I was lucky enough to snag a free copy of Kendra Wilkinson’s memoir, Sliding into Home. After two semesters of reading nothing but sociological studies and gay literary fiction, I needed a healthy dose of ghost written celebrity memoirs. Boy, did Kendra deliver! She brought the expected gossip—orgies, dirt on Holly, and episode after episode of drug use—and also the unexpected self-portrait of an honest, hard working individual—the type of individual that makes memoirs like Angela’s Ashes classics. (Not that this will be a classic. The second her fifteen minutes—or fifteen hours—finally fucking end this book is hitting the Strand discount box.)
In retrospect, I should have expected this portrait. After watching Kendra on television for seven years (yes, we have been watching Kendra and the other “girls next door” for seven fucking years), I should have known that Kendra doesn’t fool anyone. She is what she is. If you don’t like what she is, she’ll tell you to fuck yourself… actually, she’ll just laugh in your face, flash you, and then get into a fight with Hank.

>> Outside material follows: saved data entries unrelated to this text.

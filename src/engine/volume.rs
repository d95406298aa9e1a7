//! Volume management: fixed update templates over a reserved
//! `tracker:Volume` vocabulary, plus direct `Available` flag maintenance on
//! `rdfs:Resource` (the flag lives on the root resource row itself, not
//! behind any ontology property).

use redb::{ReadableMultimapTable, ReadableTable, WriteTransaction};

use crate::error::{EngineError, Result};
use crate::store::{ResourceRow, ROOT_TABLE, TYPE_TABLE};
use crate::types::ResourceId;

use super::{resolver, Engine};

impl Engine {
    /// Marks `udi` as a mounted volume at `mount_path`: types it
    /// `tracker:Volume`, records the mount point, sets `tracker:isMounted`
    /// true, and flags the volume resource itself available.
    pub fn enable_volume(&mut self, udi: &str, mount_path: &str) -> Result<()> {
        self.insert_statement(None, udi, "rdf:type", "tracker:Volume")?;
        self.insert_statement(None, udi, "tracker:mountPoint", mount_path)?;
        self.set_mounted(udi, true)?;
        self.set_available(udi, true)
    }

    /// Marks `udi` unmounted and unavailable. Resources the volume hosts are
    /// not touched here: deriving their availability transitively from the
    /// volume is a read-path concern this engine does not implement.
    pub fn disable_volume(&mut self, udi: &str) -> Result<()> {
        self.set_mounted(udi, false)?;
        self.set_available(udi, false)
    }

    /// Resets a volume resource already known by URI back to the
    /// unmounted/unavailable state, e.g. at startup before the crawler has
    /// re-reported which volumes are actually present.
    pub fn reset_volume(&mut self, uri: &str) -> Result<()> {
        self.set_mounted(uri, false)?;
        self.set_available(uri, false)
    }

    /// Disables every resource currently typed `tracker:Volume`. Used once
    /// at startup, before individual volumes are re-enabled as the crawler
    /// reports them mounted.
    pub fn disable_all_volumes(&mut self) -> Result<()> {
        let volume_class = match self.ontology().class_by_uri("tracker:Volume") {
            Some(class) => class,
            None => return Ok(()),
        };
        let class_uri = self.ontology().class(volume_class).uri.clone();

        let class_resource_id = {
            let txn = require_txn(&self.txn)?;
            resolver::resolve(txn, &mut self.resource_cache, &class_uri)?
        };
        if class_resource_id.is_none() {
            return Ok(());
        }

        let uris = {
            let txn = require_txn(&self.txn)?;
            volume_uris(txn, class_resource_id)?
        };

        for uri in uris {
            self.disable_volume(&uri)?;
        }
        Ok(())
    }

    /// Sets `tracker:isMounted` to exactly `mounted`, regardless of its
    /// current value: clears both possible booleans (a no-op for whichever
    /// one isn't present) then inserts the target value.
    fn set_mounted(&mut self, uri: &str, mounted: bool) -> Result<()> {
        self.delete_statement(None, uri, "tracker:isMounted", "true")?;
        self.delete_statement(None, uri, "tracker:isMounted", "false")?;
        self.insert_statement(None, uri, "tracker:isMounted", if mounted { "true" } else { "false" })
    }

    fn set_available(&mut self, uri: &str, available: bool) -> Result<()> {
        let id = {
            let txn = require_txn(&self.txn)?;
            resolver::ensure(
                txn,
                &mut self.resource_cache,
                &self.id_counter,
                &self.modseq_counter,
                uri,
            )?
        };
        let txn = require_txn(&self.txn)?;
        resolver::set_available(txn, id, available)
    }
}

fn require_txn(txn: &Option<WriteTransaction>) -> Result<&WriteTransaction> {
    txn.as_ref().ok_or_else(|| EngineError::internal("no active transaction"))
}

/// Every resource's URI currently recorded against `class_resource_id` in
/// `rdfs:Resource_rdf:type`, found by a full scan (volume counts are small
/// and this runs rarely, at startup).
fn volume_uris(txn: &WriteTransaction, class_resource_id: ResourceId) -> Result<Vec<String>> {
    let subjects = {
        let table = txn.open_multimap_table(TYPE_TABLE)?;
        let mut subjects = Vec::new();
        for entry in table.iter()? {
            let (key, values) = entry?;
            for value in values {
                let value = value?;
                if value.value() == class_resource_id.0 {
                    subjects.push(ResourceId(key.value()));
                    break;
                }
            }
        }
        subjects
    };

    let root = txn.open_table(ROOT_TABLE)?;
    let mut uris = Vec::with_capacity(subjects.len());
    for subject in subjects {
        if let Some(bytes) = root.get(subject.0)? {
            let row: ResourceRow = bincode::deserialize(bytes.value())?;
            uris.push(row.uri);
        }
    }
    Ok(uris)
}

#[cfg(test)]
mod tests {
    use super::*;
    use crate::config::EngineConfig;
    use crate::ontology::reference_ontology;

    fn open_engine() -> (Engine, tempfile::TempDir) {
        let dir = tempfile::tempdir().unwrap();
        let engine = Engine::open(dir.path().join("t.redb"), reference_ontology(), EngineConfig::default()).unwrap();
        (engine, dir)
    }

    #[test]
    fn enable_then_disable_volume_round_trips() {
        let (mut engine, _dir) = open_engine();
        engine.begin().unwrap();
        engine.enable_volume("udi:1", "/media/disk").unwrap();
        engine.disable_volume("udi:1").unwrap();
        engine.commit().unwrap();
    }

    #[test]
    fn disable_all_volumes_covers_every_enabled_volume() {
        let (mut engine, _dir) = open_engine();
        engine.begin().unwrap();
        engine.enable_volume("udi:1", "/media/a").unwrap();
        engine.enable_volume("udi:2", "/media/b").unwrap();
        engine.disable_all_volumes().unwrap();
        engine.commit().unwrap();
    }
}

There’s a long history of feminists criticizing and praising Hugh Hefner and the Playboy brand. Some say porn demeans women. Others believe Playboy’s classy and can lead to career opportunities. Some essayists write that Hugh’s a polygamist who really loves women. I’m sure you know the drill, and I have no desire to bore you with a gender studies interpretation of Sliding Into Home. First of all, it’s a celebrity memoir made to entertain. This is Kendra, not Bob Dylan. Secondly, Kendra lived by her own rules. Yes, she shared a boyfriend with two girls and was not allowed to have multiple partners. Yes, she flashed her booty. Yes, she’s not Hillary Clinton, and that’s my point.
She is nobody except Kendra Wilkinson. While this means she’s clumsy and that she apparently can’t grocery shop (Oh, the pilot episode of Kendra! How I love you!), it doesn’t mean she has no self-awareness. In fact, she has a complicated view of her identity. (I think I just started writing a gender studies interpretation of a celebrity memoir. Oh, well!) As she says multiple times, she enjoys to party but also sees the “Kendra Wilkinson” role is a job. She plays up her clumsiness for TV. When she started dating Hank, she carried on flashing audiences even though he asked her not to, because she knew her fans expected to see her titties. At times it looks like she got naked and dated “Hef” for the money, but she never put herself in situations that made her uncomfortable. She had multiple arguments with Hef about wearing the bunny suit. “I am not… a bunny,” she writes. She’s a sporty girl, not Holly. Yet at the start she still sleeps with the man for cash. But anyways, what’s more demeaning: minimum wage or fifteen grand to give a bj?
It’s unfair to judge a girl for getting down and dirty on a stage when she’s a party animal at heart. (Probably, a socially constructed party animal, but a party animal nonetheless.) The New York Times and parent organizations love to rip starlets to shred, but when did Kendra call herself a role model? She has virtues and rules; those rules just happen to be her rules instead of the morality police’s. Do I share her lifestyle? No, but does that doesn’t make Kendra or her memoir immoral. Kendra plays the Kendra role by her own rules, gaining her own fortune and independence, without selling out and wearing a bunny costume. She’s an independent woman who could care less what you think of her. Isn’t that what all teachers and parents want their student and children to grow up to be?